Stating that because there were mistakes made previously with this particular election, Wainscott said he felt most comfortable asking for a recount.
County Clerk Marney Kast said that she could not start the recount until the state completed their canvas, in the event that a state-wide canvas might be necessary. After receiving word that the state canvas is completed, Kast said she has Dec. 12 as a tentative completion date for the Ward 1 recount.
Kast will gather a recount team made of six people, two for each candidate in the Ward 1 election, and that Wainscott can select up to two people per table to view the recount, if he so chooses.
Wainscott lost to Peter Jennings, Ward 1 candidate and assistant professor of management at Hillsdale College, despite the fact that Jennings was declared ineligible for a seat on the council due to durational residency restrictions. Jennings did not meet the requirement of living in Hillsdale for three years before running for council as stated in the city charter. Because ballots were already printed for the August primary election by the time the council made the decision that Jennings was ineligible, Jennings remained on the ballot and beat Wainscott 68 to 45 in the August primary election.
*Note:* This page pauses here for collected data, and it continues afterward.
use axum::extract::{Path, Query, State};
use axum::http::{header, StatusCode};
use axum::response::{IntoResponse, Json, Response};
use axum::routing::{get, post};
use axum::Router;
use serde::Deserialize;
use serde_json::json;
use std::net::SocketAddr;
use tokio::net::TcpListener;
use tracing::{error, info};

use crate::config::WebConfig;
use crate::db::Db;
use crate::gateway::{Command, CommandGateway, CommandRejection};
use crate::host;
use crate::policy::ActuatorTarget;
use crate::state::StatusResponse;

const INDEX_HTML: &str = include_str!("ui/index.html");

/// Rows returned by `/api/history` when no limit is given.
const DEFAULT_HISTORY: i64 = 100;

#[derive(Clone)]
pub struct AppState {
    pub gateway: CommandGateway,
    pub db: Db,
}

// ---------------------------------------------------------------------------
// Errors
// ---------------------------------------------------------------------------

pub enum ApiError {
    Rejected(CommandRejection),
    Internal(anyhow::Error),
}

impl From<CommandRejection> for ApiError {
    fn from(r: CommandRejection) -> Self {
        Self::Rejected(r)
    }
}

impl From<anyhow::Error> for ApiError {
    fn from(e: anyhow::Error) -> Self {
        Self::Internal(e)
    }
}

impl IntoResponse for ApiError {
    fn into_response(self) -> Response {
        let (status, message) = match self {
            Self::Rejected(r @ CommandRejection::UnknownActuator(_)) => {
                (StatusCode::NOT_FOUND, r.to_string())
            }
            Self::Rejected(r) => (StatusCode::CONFLICT, r.to_string()),
            Self::Internal(e) => {
                error!("api: {e:#}");
                (StatusCode::INTERNAL_SERVER_ERROR, "internal error".to_string())
            }
        };
        (status, Json(json!({ "error": message }))).into_response()
    }
}

type ApiResult<T> = Result<Json<T>, ApiError>;

// ---------------------------------------------------------------------------
// Routes
// ---------------------------------------------------------------------------

pub fn router(state: AppState) -> Router {
    Router::new()
        .route("/", get(index))
        .route("/api/status", get(api_status))
        .route("/api/history", get(api_history))
        .route("/api/host", get(api_host))
        .route("/api/mode/toggle", post(api_toggle_mode))
        .route("/api/stage/advance", post(api_advance_stage))
        .route("/api/run/reset", post(api_reset_run))
        .route("/api/fan/toggle", post(api_toggle_fans))
        .route("/api/dehumidifier/toggle", post(api_toggle_dehumidifiers))
        .route("/api/actuators/{name}/toggle", post(api_toggle_actuator))
        .with_state(state)
}

async fn index() -> impl IntoResponse {
    ([(header::CONTENT_TYPE, "text/html; charset=utf-8")], INDEX_HTML)
}

async fn api_status(State(state): State<AppState>) -> Json<StatusResponse> {
    Json(state.gateway.status().await)
}

#[derive(Debug, Deserialize)]
struct HistoryParams {
    limit: Option<i64>,
}

async fn api_history(
    State(state): State<AppState>,
    Query(params): Query<HistoryParams>,
) -> ApiResult<Vec<crate::record::RunRecord>> {
    let rows = state
        .db
        .recent_records(params.limit.unwrap_or(DEFAULT_HISTORY))
        .await?;
    Ok(Json(rows))
}

async fn api_host() -> ApiResult<host::HostStats> {
    let stats = tokio::task::spawn_blocking(host::sample)
        .await
        .map_err(|e| anyhow::anyhow!("host sampler panicked: {e}"))?;
    Ok(Json(stats))
}

async fn run(state: &AppState, cmd: Command) -> ApiResult<StatusResponse> {
    Ok(Json(state.gateway.execute(cmd).await?))
}

async fn api_toggle_mode(State(state): State<AppState>) -> ApiResult<StatusResponse> {
    run(&state, Command::ToggleMode).await
}

async fn api_advance_stage(State(state): State<AppState>) -> ApiResult<StatusResponse> {
    run(&state, Command::AdvanceStage).await
}

async fn api_reset_run(State(state): State<AppState>) -> ApiResult<StatusResponse> {
    run(&state, Command::ResetRun).await
}

async fn api_toggle_fans(State(state): State<AppState>) -> ApiResult<StatusResponse> {
    run(&state, Command::Toggle(ActuatorTarget::Fans)).await
}

async fn api_toggle_dehumidifiers(State(state): State<AppState>) -> ApiResult<StatusResponse> {
    run(&state, Command::Toggle(ActuatorTarget::Dehumidifiers)).await
}

async fn api_toggle_actuator(
    State(state): State<AppState>,
    Path(name): Path<String>,
) -> ApiResult<StatusResponse> {
    run(&state, Command::toggle(&name)?).await
}

// ---------------------------------------------------------------------------
// Server entry-point
// ---------------------------------------------------------------------------

pub async fn serve(state: AppState, cfg: WebConfig) -> anyhow::Result<()> {
    let addr = SocketAddr::from(([0, 0, 0, 0], cfg.port));
    let app = router(state);

    if let (Some(cert), Some(key)) = (&cfg.tls_cert, &cfg.tls_key) {
        return serve_tls(app, addr, cert, key).await;
    }

    let listener = TcpListener::bind(addr)
        .await
        .map_err(|e| anyhow::anyhow!("failed to bind web port {addr}: {e}"))?;
    info!("web ui listening on http://{addr}");
    axum::serve(listener, app).await?;
    Ok(())
}

#[cfg(feature = "tls")]
async fn serve_tls(app: Router, addr: SocketAddr, cert: &str, key: &str) -> anyhow::Result<()> {
    use anyhow::Context;
    use axum_server::tls_rustls::RustlsConfig;

    let tls = RustlsConfig::from_pem_file(cert, key)
        .await
        .with_context(|| format!("failed to load TLS cert {cert} / key {key}"))?;
    info!("web ui listening on https://{addr}");
    axum_server::bind_rustls(addr, tls)
        .serve(app.into_make_service())
        .await?;
    Ok(())
}

#[cfg(not(feature = "tls"))]
async fn serve_tls(_app: Router, _addr: SocketAddr, _cert: &str, _key: &str) -> anyhow::Result<()> {
    anyhow::bail!("web.tls_cert is set but this build has no TLS support (enable the `tls` feature)")
}

// ===========================================================================
// Tests
// ===========================================================================

#[cfg(test)]
mod tests {
    use super::*;
    use crate::policy::{ActuatorStates, Mode};
    use crate::record::RunRecord;
    use crate::stage::StageTable;
    use crate::state::{SharedState, SystemState};
    use axum::body::Body;
    use axum::http::Request;
    use http_body_util::BodyExt;
    use std::sync::Arc;
    use std::time::Instant;
    use time::OffsetDateTime;
    use tokio::sync::{mpsc, Notify, RwLock};
    use tower::ServiceExt;

    async fn app_state() -> AppState {
        let shared: SharedState = Arc::new(RwLock::new(SystemState::new(
            StageTable::flue_cured(),
            Instant::now(),
        )));
        let (tx, _rx) = mpsc::channel(64);
        let db = Db::connect("sqlite::memory:").await.unwrap();
        db.migrate().await.unwrap();
        AppState {
            gateway: CommandGateway::new(shared, Arc::new(Notify::new()), tx),
            db,
        }
    }

    async fn send(state: &AppState, method: &str, uri: &str) -> (StatusCode, serde_json::Value) {
        let req = Request::builder()
            .method(method)
            .uri(uri)
            .body(Body::empty())
            .unwrap();
        let res = router(state.clone()).oneshot(req).await.unwrap();
        let status = res.status();
        let bytes = res.into_body().collect().await.unwrap().to_bytes();
        let json = serde_json::from_slice(&bytes).unwrap_or(serde_json::Value::Null);
        (status, json)
    }

    #[tokio::test]
    async fn index_serves_html() {
        let state = app_state().await;
        let req = Request::builder().uri("/").body(Body::empty()).unwrap();
        let res = router(state).oneshot(req).await.unwrap();
        assert_eq!(res.status(), StatusCode::OK);
        assert_eq!(
            res.headers()[header::CONTENT_TYPE],
            "text/html; charset=utf-8"
        );
    }

    #[tokio::test]
    async fn status_before_first_reading() {
        let state = app_state().await;
        let (code, body) = send(&state, "GET", "/api/status").await;
        assert_eq!(code, StatusCode::OK);
        assert_eq!(body["mode"], "AUTO");
        assert_eq!(body["stage_name"], "YELLOWING");
        assert_eq!(body["stage_count"], 4);
        assert_eq!(body["reading_valid"], false);
        assert!(body["temperature"].is_null());
        assert!(body["humidity"].is_null());
        assert_eq!(body["alarm_active"], false);
        assert!(body["summary"].as_str().unwrap().starts_with("T --/35.0C H --%"));
    }

    #[tokio::test]
    async fn toggle_mode_returns_new_state() {
        let state = app_state().await;
        let (code, body) = send(&state, "POST", "/api/mode/toggle").await;
        assert_eq!(code, StatusCode::OK);
        assert_eq!(body["mode"], "MANUAL");
        assert_eq!(body["remaining_secs"], 0);
    }

    #[tokio::test]
    async fn fan_toggle_in_auto_is_conflict() {
        let state = app_state().await;
        let (code, body) = send(&state, "POST", "/api/fan/toggle").await;
        assert_eq!(code, StatusCode::CONFLICT);
        assert_eq!(body["error"], "fan cannot be toggled in AUTO mode");
    }

    #[tokio::test]
    async fn manual_toggles_change_outputs() {
        let state = app_state().await;
        send(&state, "POST", "/api/mode/toggle").await;

        let (code, body) = send(&state, "POST", "/api/dehumidifier/toggle").await;
        assert_eq!(code, StatusCode::OK);
        assert_eq!(body["actuators"]["dehumidifier-1"], true);
        assert_eq!(body["actuators"]["dehumidifier-2"], true);

        let (code, body) = send(&state, "POST", "/api/actuators/fan-2/toggle").await;
        assert_eq!(code, StatusCode::OK);
        assert_eq!(body["actuators"]["fan-2"], true);
        assert_eq!(body["actuators"]["fan-1"], false);
    }

    #[tokio::test]
    async fn buzzer_toggle_is_conflict_even_in_manual() {
        let state = app_state().await;
        send(&state, "POST", "/api/mode/toggle").await;
        let (code, _) = send(&state, "POST", "/api/actuators/buzzer/toggle").await;
        assert_eq!(code, StatusCode::CONFLICT);
    }

    #[tokio::test]
    async fn unknown_actuator_is_not_found() {
        let state = app_state().await;
        let (code, body) = send(&state, "POST", "/api/actuators/sprinkler/toggle").await;
        assert_eq!(code, StatusCode::NOT_FOUND);
        assert_eq!(body["error"], "unknown actuator 'sprinkler'");
    }

    #[tokio::test]
    async fn advance_and_reset() {
        let state = app_state().await;
        let (_, body) = send(&state, "POST", "/api/stage/advance").await;
        assert_eq!(body["stage_name"], "LEAF_DRYING");

        let (_, body) = send(&state, "POST", "/api/run/reset").await;
        assert_eq!(body["stage_index"], 0);
        assert_eq!(body["mode"], "AUTO");
    }

    #[tokio::test]
    async fn history_returns_newest_first_with_limit() {
        let state = app_state().await;
        for i in 0..3 {
            state
                .db
                .insert_record(&RunRecord {
                    ts: OffsetDateTime::from_unix_timestamp(1_700_000_000 + i).unwrap(),
                    mode: Mode::Auto,
                    stage_index: i as usize,
                    stage_name: format!("S{i}"),
                    temperature: Some(30.0),
                    humidity: Some(70.0),
                    alarm_active: false,
                    actuators: ActuatorStates::default(),
                })
                .await
                .unwrap();
        }

        let (code, body) = send(&state, "GET", "/api/history?limit=2").await;
        assert_eq!(code, StatusCode::OK);
        let rows = body.as_array().unwrap();
        assert_eq!(rows.len(), 2);
        assert_eq!(rows[0]["stage_name"], "S2");

        let (_, body) = send(&state, "GET", "/api/history").await;
        assert_eq!(body.as_array().unwrap().len(), 3);
    }

    #[tokio::test]
    async fn host_stats_available() {
        let state = app_state().await;
        let (code, body) = send(&state, "GET", "/api/host").await;
        assert_eq!(code, StatusCode::OK);
        assert!(body["memory_total_bytes"].as_u64().is_some());
    }

    #[tokio::test]
    async fn unknown_route_is_404() {
        let state = app_state().await;
        let (code, _) = send(&state, "GET", "/api/nope").await;
        assert_eq!(code, StatusCode::NOT_FOUND);
    }
}
//! The control loop: one task that owns the sensor and the relay board.
//!
//! Every tick it polls the sensor (bounded by a timeout), runs the policy
//! step under the state lock, queues a run record, then reconciles the
//! relays against the new state outside the lock. Accepted operator
//! commands wake the loop early so relays follow without waiting a tick.
//!
//! ```text
//! ┌──────────┐  read   ┌──────────────┐  step   ┌──────────────┐
//! │  sensor  │ ──────▶ │ control loop │ ──────▶ │ SharedState  │
//! └──────────┘         └──────┬───────┘         └──────────────┘
//!                             │ reconcile (only differences)
//!                             ▼
//!                      ┌──────────────┐
//!                      │ relay board  │
//!                      └──────────────┘
//! ```

use std::collections::HashSet;
use std::future::Future;
use std::sync::Arc;
use std::time::{Duration, Instant};

use time::OffsetDateTime;
use tokio::sync::Notify;
use tokio::time::MissedTickBehavior;
use tracing::{debug, error, info, warn};

use crate::policy::{self, Actuator, ActuatorStates, Measurement, Mode, TickInput};
use crate::record::{self, RecordSink};
use crate::relay::ActuatorPort;
use crate::sensor::{SensorFault, SensorPort};
use crate::state::SharedState;

#[derive(Debug, Clone, Copy)]
pub struct LoopSettings {
    pub period: Duration,
    /// Must be shorter than `period`.
    pub sensor_timeout: Duration,
}

/// What one tick did; used by tests and debug logging.
#[derive(Debug, Clone, PartialEq, Eq)]
pub struct TickReport {
    pub sample_ok: bool,
    pub advanced_to: Option<usize>,
    pub write_failures: usize,
}

pub struct ControlLoop<S, A> {
    sensor: S,
    actuators: A,
    shared: SharedState,
    wake: Arc<Notify>,
    records: RecordSink,
    settings: LoopSettings,
    /// What the relays were last successfully driven to.
    applied: ActuatorStates,
    faulted: HashSet<Actuator>,
    indicators: Option<(usize, Mode)>,
    sensor_ok: bool,
}

impl<S: SensorPort, A: ActuatorPort> ControlLoop<S, A> {
    /// Switches every output off so `applied` matches the hardware.
    pub fn new(
        sensor: S,
        mut actuators: A,
        shared: SharedState,
        wake: Arc<Notify>,
        records: RecordSink,
        settings: LoopSettings,
    ) -> Self {
        actuators.all_off();
        Self {
            sensor,
            actuators,
            shared,
            wake,
            records,
            settings,
            applied: ActuatorStates::default(),
            faulted: HashSet::new(),
            indicators: None,
            sensor_ok: true,
        }
    }

    /// Tick until `shutdown` resolves, then switch everything off.
    pub async fn run(mut self, shutdown: impl Future<Output = ()>) {
        let mut ticker = tokio::time::interval(self.settings.period);
        ticker.set_missed_tick_behavior(MissedTickBehavior::Delay);
        let wake = Arc::clone(&self.wake);
        tokio::pin!(shutdown);

        info!(
            period_ms = self.settings.period.as_millis() as u64,
            sensor_timeout_ms = self.settings.sensor_timeout.as_millis() as u64,
            "control loop started"
        );

        loop {
            tokio::select! {
                _ = ticker.tick() => {
                    let report = self.tick().await;
                    debug!(?report, "tick");
                }
                _ = wake.notified() => {
                    self.sync_outputs().await;
                }
                _ = &mut shutdown => break,
            }
        }

        self.actuators.all_off();
        info!("control loop stopped, outputs off");
    }

    /// One sense → decide → actuate pass.
    pub async fn tick(&mut self) -> TickReport {
        let (sample, fault) = match self.poll_sensor().await {
            Ok(m) => (Some(m), None),
            Err(fault) => (None, Some(fault.to_string())),
        };

        let wall = OffsetDateTime::now_utc();
        let (advanced_to, record, target, indicators) = {
            let mut st = self.shared.write().await;
            let input = TickInput {
                now: Instant::now(),
                wall,
                sample,
            };
            let tr = policy::step(&st.control, &st.stages, &input);
            st.apply_tick(&tr, fault.as_deref());
            let c = st.control;
            (
                tr.advanced_to,
                st.to_record(wall),
                c.actuators,
                (c.stage_index, c.mode),
            )
        };

        record::emit(&self.records, record);
        if let Some(index) = advanced_to {
            info!(stage = index, "stage duration elapsed, advanced");
        }

        let write_failures = self.apply_outputs(target, indicators).await;
        TickReport {
            sample_ok: sample.is_some(),
            advanced_to,
            write_failures,
        }
    }

    /// Push the current state's outputs to the relays without sampling.
    pub async fn sync_outputs(&mut self) -> usize {
        let (target, indicators) = {
            let st = self.shared.read().await;
            (
                st.control.actuators,
                (st.control.stage_index, st.control.mode),
            )
        };
        self.apply_outputs(target, indicators).await
    }

    async fn poll_sensor(&mut self) -> Result<Measurement, SensorFault> {
        let timeout = self.settings.sensor_timeout;
        let result = match tokio::time::timeout(timeout, self.sensor.read()).await {
            Ok(result) => result,
            Err(_) => Err(SensorFault::Timeout(timeout)),
        };

        match (&result, self.sensor_ok) {
            (Err(fault), true) => warn!("sensor read failed: {fault}"),
            (Err(fault), false) => debug!("sensor still failing: {fault}"),
            (Ok(m), false) => info!(
                temperature = m.temperature,
                humidity = m.humidity,
                "sensor recovered"
            ),
            (Ok(_), true) => {}
        }
        self.sensor_ok = result.is_ok();
        result
    }

    /// Write only what differs from the last successful write. Failed
    /// outputs stay out of `applied` so the next pass tries again.
    async fn apply_outputs(&mut self, target: ActuatorStates, indicators: (usize, Mode)) -> usize {
        let mut new_faults = Vec::new();
        let mut failures = 0;

        for (actuator, on) in self.applied.changes_to(&target) {
            match self.actuators.set(actuator, on) {
                Ok(()) => {
                    self.applied.set(actuator, on);
                    if self.faulted.remove(&actuator) {
                        info!(%actuator, "relay write recovered");
                    }
                }
                Err(e) => {
                    failures += 1;
                    error!(%actuator, on, "relay write failed: {e:#}");
                    if self.faulted.insert(actuator) {
                        new_faults.push(format!(
                            "{actuator} write {} failed: {e}",
                            if on { "ON" } else { "OFF" }
                        ));
                    }
                }
            }
        }

        if self.indicators != Some(indicators) {
            self.actuators.show_indicators(indicators.0, indicators.1);
            self.indicators = Some(indicators);
        }

        if !new_faults.is_empty() {
            let mut st = self.shared.write().await;
            for detail in new_faults {
                st.record_actuator_fault(detail);
            }
        }
        failures
    }
}

// ===========================================================================
// Tests
// ===========================================================================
Winning the primary election automatically placed Jennings on the ballot for the November election. The Hillsdale County Election Commission conferred with the Hillsdale County Board of Commissioners chairman as well as legal counsel, ultimately deciding that Jennings could appear on the ballot, even though city council had decided him ineligible, and despite the fact that Jennings submitted a letter requesting his name not appear on the ballot.
At the Nov. 19 Hillsdale City Council meeting, discussion of a resolution created by City Attorney Tom Thompson that would prohibit Jennings from taking the council seat was ultimately tabled after heated discussion.
Ward 1 Councilman Greg Stuchell said at the meeting that the three year residency requirements had been overturned by the courts in other instances and that the council has the authority to override that restriction.
“We have the responsibility and the authority to accept this election of Dr. Jennings,” Stuchell said.
Stuchell noted that the people of Ward 1 voted for Jennings twice, and that it was the council’s job to uphold the rights of those voters by giving them the candidate they chose.
“We have the authority to override these outdated laws,” Stuchell said. “This is an outdated requirement.”
Stuchell was the only council member to vote to not table the discussion of the resolution.
Mayor Adam Stockford and other council members stood by their August decision to uphold the city charter.
“I would love nothing more than for Mr. Jennings to be sitting in one of these chairs right now, but the problem is that we can’t say, everybody at this table, you have to do the three year requirement,” Ward 4 Councilman Matt Bell said at the meeting. “We can’t say, ‘Oh there happens to be a candidate who already decided to run, and we’re not going to enforce this rule, we’re just going to find a judicial decision that tells us we can.’ That’s not good governing. You have to stick with what was written unless you’re specifically told to change it by higher authority.”
The council will revisit this item after the recount is taken.
Wainscott has run for City Council three times, and said he is not ready to quit.
“I am not a person that quits. I’ll quit when I’m ready to quit,” he said. “To me, the people of Hillsdale are important and we need the right representation.”